Václav Havel said
[Hope] is not the conviction that something will turn out well, but the certainty that something makes sense, regardless of how it turns out.
One of the commonest things patients tell me is that our work together has given them hope. That’s always very heart-warming feedback, because without hope, it is difficult to live.
But reading Havel’s statement about hope not being “the conviction that something will turn out well” got me thinking. I suppose because I completely agree. I don’t think hope is about giving people the conviction that all will be well. How could anyone give that guarantee after all? The future remains unknowable….whether we are well, or whether we are sick.
But if hope is not about believing a disease will go away, what is it? Havel says it is the “certainty that something makes sense” and I think that is right. One of the values of integrative practice is that it is sense making. Taking a holistic, individualised approach to a person, listening empathically and non-judgementally, with full attention and acceptance, sets up the potential for understanding – for the practitioner to understand the patient, and, for the patient to understand themselves, their illness and its place in their life. Understanding is sense making.
I think hope is something else too, though. A lot of people who consult me feel stuck, trapped, suffering, or in despair…..they are scared that this is now how life is going to be. Hope emerges when it becomes clear that change is not just possible but probable. Havel uses the word “certainty” and as the future is unknowable in detail we can’t offer certainty about specific outcomes.

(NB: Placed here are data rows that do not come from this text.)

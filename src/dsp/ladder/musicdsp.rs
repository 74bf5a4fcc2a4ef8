//! MusicDSP ladder: bilinear cascade with a cubic clip on the output.
//!
//! The four stages are plain bilinear one-poles,
//!
//! ```text
//! y[n] = p * (x[n] + x[n-1]) - k * y[n-1]
//! ```
//!
//! and only the last stage is saturated, standing in for the output
//! transistor pair. The feedback gain is scaled by a rational function of the
//! pole (`t1`, `t2`) that compensates for the loop's one-sample delay.

use std::f64::consts::PI;

use super::{clamp_cutoff, clamp_unit, LadderFilter, DEFAULT_CUTOFF_HZ, DEFAULT_RESONANCE};
use crate::dsp::saturation::cubic_soft_clip;

const MAX_CUTOFF_RATIO: f32 = 0.45;

pub struct MusicDsp {
    sample_rate: f32,
    cutoff_hz: f32,
    resonance: f32,

    p: f64,
    k: f64,
    t1: f64,
    t2: f64,
    feedback: f64,
    stage: [f64; 4],
    delay: [f64; 4],
}

impl MusicDsp {
    fn max_cutoff(&self) -> f32 {
        self.sample_rate * MAX_CUTOFF_RATIO
    }

    fn update_feedback(&mut self) {
        // t2 - 6 * t1 = (t1 - 3)^2 + 3, never zero
        self.feedback =
            f64::from(self.resonance) * (self.t2 + 6.0 * self.t1) / (self.t2 - 6.0 * self.t1);
    }
}

impl LadderFilter for MusicDsp {
    fn new(sample_rate: f32) -> Self {
        debug_assert!(sample_rate > 0.0, "sample rate must be positive");
        let mut filter = Self {
            sample_rate,
            cutoff_hz: DEFAULT_CUTOFF_HZ,
            resonance: DEFAULT_RESONANCE,
            p: 0.0,
            k: 0.0,
            t1: 0.0,
            t2: 0.0,
            feedback: 0.0,
            stage: [0.0; 4],
            delay: [0.0; 4],
        };
        filter.set_cutoff(DEFAULT_CUTOFF_HZ);
        filter
    }

    fn sample_rate(&self) -> f32 {
        self.sample_rate
    }

    fn set_sample_rate(&mut self, sample_rate: f32) {
        self.sample_rate = sample_rate;
        self.set_cutoff(self.cutoff_hz);
    }

    fn cutoff(&self) -> f32 {
        self.cutoff_hz
    }

    fn set_cutoff(&mut self, hz: f32) {
        self.cutoff_hz = clamp_cutoff(hz, self.max_cutoff());

        let c = 2.0 * f64::from(self.cutoff_hz) / f64::from(self.sample_rate);
        self.p = c * (1.8 - 0.8 * c);
        self.k = 2.0 * (c * PI * 0.5).sin() - 1.0;
        self.t1 = (1.0 - self.p) * 1.386249;
        self.t2 = 12.0 + self.t1 * self.t1;

        self.update_feedback();
    }

    fn resonance(&self) -> f32 {
        self.resonance
    }

    fn set_resonance(&mut self, amount: f32) {
        self.resonance = clamp_unit(amount);
        self.update_feedback();
    }

    #[inline]
    fn tick(&mut self, input: f32) -> f32 {
        let (p, k) = (self.p, self.k);
        let x = f64::from(input) - self.feedback * self.stage[3];

        self.stage[0] = x * p + self.delay[0] * p - k * self.stage[0];
        self.stage[1] = self.stage[0] * p + self.delay[1] * p - k * self.stage[1];
        self.stage[2] = self.stage[1] * p + self.delay[2] * p - k * self.stage[2];
        self.stage[3] = self.stage[2] * p + self.delay[3] * p - k * self.stage[3];

        self.stage[3] = cubic_soft_clip(self.stage[3]);

        self.delay = [x, self.stage[0], self.stage[1], self.stage[2]];

        self.stage[3] as f32
    }

    fn reset(&mut self) {
        self.stage = [0.0; 4];
        self.delay = [0.0; 4];
    }
}

#[cfg(test)]
mod tests {
    use super::*;

    #[test]
    fn test_feedback_reaches_four_at_low_cutoff() {
        let mut filter = MusicDsp::new(48_000.0);
        filter.set_cutoff(20.0);
        filter.set_resonance(1.0);
        assert!(
            (filter.feedback - 4.0).abs() < 0.1,
            "feedback = {}",
            filter.feedback
        );
    }

    #[test]
    fn test_feedback_tracks_resonance_linearly() {
        let mut filter = MusicDsp::new(48_000.0);
        filter.set_resonance(1.0);
        let full = filter.feedback;
        filter.set_resonance(0.25);
        assert!((filter.feedback - 0.25 * full).abs() < 1e-12);
    }

    #[test]
    fn test_output_bounded_by_clip() {
        let ceiling = cubic_soft_clip(10.0) as f32;
        let mut filter = MusicDsp::new(48_000.0);
        filter.set_cutoff(3000.0);
        filter.set_resonance(1.0);

        for i in 0..8192 {
            let y = filter.tick(if i % 64 < 32 { 1.0 } else { -1.0 });
            assert!(y.abs() <= ceiling + 1e-6, "y = {y}");
        }
    }

    #[test]
    fn test_cutoff_changes_keep_resonance() {
        let mut filter = MusicDsp::new(48_000.0);
        filter.set_resonance(0.7);
        filter.set_cutoff(5000.0);
        assert_eq!(filter.resonance(), 0.7);
        assert!(filter.feedback > 0.0);
    }
}
pub mod control; // Lock-free parameter handoff to the audio thread
pub mod dsp;
pub mod error;
pub mod graph; // Block-rendering node adapters
pub mod patch; // Serializable filter descriptors

pub use dsp::ladder::{Ladder, LadderFilter, LadderModel};
pub use error::{LadderError, Result};

/// Largest block a graph node accepts per render call.
pub const MAX_BLOCK_SIZE: usize = 2048;
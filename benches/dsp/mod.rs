//! Benchmarks for the ladder models.

mod ladder;

pub use ladder::{bench_ladder, bench_rk_oversample};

But change is one of life’s certainties. As every individual is actively involved in creating their own experience, hope emerges when we realise life can be different, and that our choices can influence how different it can be.

Meant to comment on this post earlier. I write about hope a lot in my journals because there are so many episodes of my life where I lose Hope, where I am stuck and see no possibility for a positive outcome or a way out of some dead-end I am in. Then I find my Hope again, by stumbling on some molecule of possibility or simply engaging in a positive action (weeding a garden), and life begins to move along once more, sometimes in a new direction. No, it is not the certainty of an outcome that brings Hope, it is just the POSSIBILITY that it is there.
Love the story of Pandora’s box.
By the way, I am one of the few people who have seen the end of a rainbow (at the side of an Arizona highway). Although there was no pot of gold, it was an amazing sight to see the colors just sink into the ground. That, in itself, was priceless.